Records supplied ->
-.-.-

//! # MuntinKit Designer
//!
//! Layout generators for the common glazing-bar patterns and glass opening
//! dimensioning. Generated bars feed straight into the cutting tools.

pub mod glass;
pub mod layout;

pub use glass::GlassDimensions;
pub use layout::{
    cross, diamond, gothic, grid, grid_horizontal_master, sunburst, trapezoid, web, Layout,
    LayoutResult,
};
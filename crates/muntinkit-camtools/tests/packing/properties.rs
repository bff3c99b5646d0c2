//! Conservation and determinism of the stock packer

use muntinkit_camtools::{pack_stock, CutItem, PackingParams};
use proptest::prelude::*;

fn items() -> impl Strategy<Value = Vec<CutItem>> {
    proptest::collection::vec((1.0f64..7000.0, 1usize..5), 0..12).prop_map(|v| {
        v.into_iter()
            .map(|(len, count)| CutItem::new((len * 10.0).round() / 10.0, 90.0, 90.0, count))
            .collect()
    })
}

proptest! {
    #[test]
    fn every_piece_is_placed_once(items in items(), kerf in 0.0f64..6.0, reps in 1usize..4) {
        let params = PackingParams::new(6000.0, kerf, reps);
        let result = pack_stock(&items, &params).unwrap();
        let expected: usize = items.iter().map(|i| i.count * reps).sum();
        prop_assert_eq!(result.cut_count(), expected);
        prop_assert_eq!(result.bars_used, result.bars.len());
    }

    #[test]
    fn used_length_covers_pieces_and_kerf(items in items(), kerf in 0.0f64..6.0) {
        let params = PackingParams::new(6000.0, kerf, 1);
        let result = pack_stock(&items, &params).unwrap();
        for bar in &result.bars {
            let expected: f64 = bar.cuts.iter().map(|c| c.length + kerf).sum();
            prop_assert!((bar.used_length - expected).abs() < 1e-6);
            prop_assert!(bar.waste >= 0.0);
            if !bar.is_oversized() {
                prop_assert!((bar.used_length + bar.waste - bar.total_length).abs() < 1e-6);
            }
        }
        let pieces: f64 = result.bars.iter().flat_map(|b| &b.cuts).map(|c| c.length).sum();
        let used: f64 = result.bars.iter().map(|b| b.used_length).sum();
        prop_assert!(pieces <= used + 1e-6);
        if result.oversized_bars().next().is_none() {
            prop_assert!(result.bars_used as f64 >= ((pieces - 1e-6) / 6000.0).ceil());
        }
    }

    #[test]
    fn packing_is_deterministic(items in items(), kerf in 0.0f64..6.0) {
        let params = PackingParams::new(6000.0, kerf, 1);
        let first = pack_stock(&items, &params).unwrap();
        let second = pack_stock(&items, &params).unwrap();
        prop_assert_eq!(first, second);
    }

    #[test]
    fn waste_percentage_is_bounded(items in items()) {
        let result = pack_stock(&items, &PackingParams::default()).unwrap();
        prop_assert!(result.waste_percentage >= 0.0);
        prop_assert!(result.waste_percentage <= 100.0 + 1e-9);
    }
}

-.-.-

About this exercise -> Please say how many lines in the entries hold the string "CutItem". Give only the number.

Response to the exercise -> 3